--- Input for this task Enclosed Below ---
//! Per-transaction message codec: UTF-8 strings to 250-bit field chunks,
//! PCT encryption under the recipient key, and the 32-byte-aligned on-wire
//! byte layout `length ‖ nonce ‖ authKey.x ‖ authKey.y ‖ cipher…`.

use ark_ed_on_bn254::EdwardsAffine;
use ark_ff::PrimeField;
use ark_std::rand::Rng;
use num_bigint::BigUint;
use num_traits::{One, Zero};

use crate::error::EercError;
use crate::field::{from_be_bytes32, to_be_bytes32, to_biguint, Fq, Fr};
use crate::pct::{self, PoseidonCiphertext, PCT_BLOCK};

/// Chunk width in bits. 250 < 254 keeps every chunk canonical in `F_p`.
const CHUNK_BITS: usize = 250;

const WORD: usize = 32;

/// An encrypted message ready for the contract's `message` argument.
#[derive(Clone, Debug, PartialEq, Eq)]
pub struct EncryptedMessage {
    /// Plaintext chunk count, transmitted out-of-band in the wire header.
    pub length: usize,
    pub pct: PoseidonCiphertext,
}

/// Splits a UTF-8 string into 250-bit field chunks, least-significant chunk
/// first. The empty string encodes as a single zero chunk.
pub fn str_to_chunks(text: &str) -> Vec<Fq> {
    let mut value = BigUint::from_bytes_be(text.as_bytes());
    let mask = (BigUint::one() << CHUNK_BITS) - BigUint::one();
    let mut chunks = Vec::with_capacity(1);
    loop {
        let chunk = &value & &mask;
        // Chunks are < 2^250 < p, so no reduction happens here.
        chunks.push(Fq::from_be_bytes_mod_order(&chunk.to_bytes_be()));
        value >>= CHUNK_BITS;
        if value.is_zero() {
            return chunks;
        }
    }
}

/// Recombines chunks into the original string, dropping trailing NUL
/// padding. Callers must not rely on trailing NULs surviving a round trip.
pub fn chunks_to_str(chunks: &[Fq]) -> Result<String, EercError> {
    let mut value = BigUint::zero();
    for chunk in chunks.iter().rev() {
        value = (value << CHUNK_BITS) | to_biguint(chunk);
    }
    let mut bytes = if value.is_zero() {
        Vec::new()
    } else {
        value.to_bytes_be()
    };
    while bytes.last() == Some(&0) {
        bytes.pop();
    }
    String::from_utf8(bytes)
        .map_err(|err| EercError::Serialization(format!("message is not UTF-8: {err}")))
}

/// Encrypts `text` to `pk`. The ciphertext is padded to whole blocks; the
/// true chunk count rides in [`EncryptedMessage::length`].
pub fn encrypt_message<R: Rng>(
    text: &str,
    pk: &EdwardsAffine,
    rng: &mut R,
) -> Result<EncryptedMessage, EercError> {
    let chunks = str_to_chunks(text);
    let length = chunks.len();
    let pct = pct::encrypt(&chunks, pk, rng)?;
    Ok(EncryptedMessage { length, pct })
}

/// Decrypts an [`EncryptedMessage`] back to the original string.
pub fn decrypt_message(message: &EncryptedMessage, sk: Fr) -> Result<String, EercError> {
    let chunks = pct::decrypt(&message.pct, sk, message.length)?;
    chunks_to_str(&chunks)
}

impl EncryptedMessage {
    /// The canonical byte layout, every component 32-byte big-endian:
    /// `length ‖ nonce ‖ authKey.x ‖ authKey.y ‖ cipher[0] ‖ …`.
    pub fn to_bytes(&self) -> Vec<u8> {
        let mut out = Vec::with_capacity(WORD * (4 + self.pct.cipher.len()));
        let mut length_word = [0u8; WORD];
        length_word[WORD - 16..].copy_from_slice(&(self.length as u128).to_be_bytes());
        out.extend_from_slice(&length_word);
        out.extend_from_slice(&to_be_bytes32(&self.pct.nonce));
        out.extend_from_slice(&to_be_bytes32(&self.pct.auth_key.x));
        out.extend_from_slice(&to_be_bytes32(&self.pct.auth_key.y));
        for element in &self.pct.cipher {
            out.extend_from_slice(&to_be_bytes32(element));
        }
        out
    }

    /// Parses the canonical byte layout. The ephemeral scalar is not on the
    /// wire, so the result can decrypt but cannot re-prove.
    pub fn from_bytes(bytes: &[u8]) -> Result<Self, EercError> {
        if bytes.len() < WORD * (4 + PCT_BLOCK) || bytes.len() % WORD != 0 {
            return Err(EercError::Serialization(format!(
                "malformed message buffer of {} bytes",
                bytes.len()
            )));
        }
        let words: Vec<&[u8]> = bytes.chunks(WORD).collect();
        let length_value = BigUint::from_bytes_be(words[0]);
        let cipher_len = words.len() - 4;
        if cipher_len % PCT_BLOCK != 0 {
            return Err(EercError::Serialization(format!(
                "cipher of {cipher_len} words is not block-aligned"
            )));
        }
        let length = usize::try_from(length_value.clone()).map_err(|_| {
            EercError::Serialization(format!("implausible chunk count {length_value}"))
        })?;
        if length == 0 || length > cipher_len {
            return Err(EercError::Serialization(format!(
                "chunk count {length} does not fit a {cipher_len}-word cipher"
            )));
        }
        let nonce = from_be_bytes32(words[1])?;
        let auth_key = EdwardsAffine::new_unchecked(
            from_be_bytes32(words[2])?,
            from_be_bytes32(words[3])?,
        );
        crate::jubjub::validate_point(&auth_key)?;
        let cipher = words[4..]
            .iter()
            .map(|word| from_be_bytes32(word))
            .collect::<Result<Vec<Fq>, EercError>>()?;
        Ok(Self {
            length,
            pct: PoseidonCiphertext {
                cipher,
                auth_key,
                nonce,
                encryption_random: Fr::from(0u64),
            },
        })
    }
}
--- End of Enclosed Input for this task ---
What is needed | With the line holding "#[derive(Clone, Debug, PartialEq, Eq)]" as the first and the line holding "let length = chunks.len();" as the last, please transcribe exactly the lines of the material above in that range and nothing else.

Task result |
#[derive(Clone, Debug, PartialEq, Eq)]
pub struct EncryptedMessage {
    /// Plaintext chunk count, transmitted out-of-band in the wire header.
    pub length: usize,
    pub pct: PoseidonCiphertext,
}

/// Splits a UTF-8 string into 250-bit field chunks, least-significant chunk
/// first. The empty string encodes as a single zero chunk.
pub fn str_to_chunks(text: &str) -> Vec<Fq> {
    let mut value = BigUint::from_bytes_be(text.as_bytes());
    let mask = (BigUint::one() << CHUNK_BITS) - BigUint::one();
    let mut chunks = Vec::with_capacity(1);
    loop {
        let chunk = &value & &mask;
        // Chunks are < 2^250 < p, so no reduction happens here.
        chunks.push(Fq::from_be_bytes_mod_order(&chunk.to_bytes_be()));
        value >>= CHUNK_BITS;
        if value.is_zero() {
            return chunks;
        }
    }
}

/// Recombines chunks into the original string, dropping trailing NUL
/// padding. Callers must not rely on trailing NULs surviving a round trip.
pub fn chunks_to_str(chunks: &[Fq]) -> Result<String, EercError> {
    let mut value = BigUint::zero();
    for chunk in chunks.iter().rev() {
        value = (value << CHUNK_BITS) | to_biguint(chunk);
    }
    let mut bytes = if value.is_zero() {
        Vec::new()
    } else {
        value.to_bytes_be()
    };
    while bytes.last() == Some(&0) {
        bytes.pop();
    }
    String::from_utf8(bytes)
        .map_err(|err| EercError::Serialization(format!("message is not UTF-8: {err}")))
}

/// Encrypts `text` to `pk`. The ciphertext is padded to whole blocks; the
/// true chunk count rides in [`EncryptedMessage::length`].
pub fn encrypt_message<R: Rng>(
    text: &str,
    pk: &EdwardsAffine,
    rng: &mut R,
) -> Result<EncryptedMessage, EercError> {
    let chunks = str_to_chunks(text);
    let length = chunks.len();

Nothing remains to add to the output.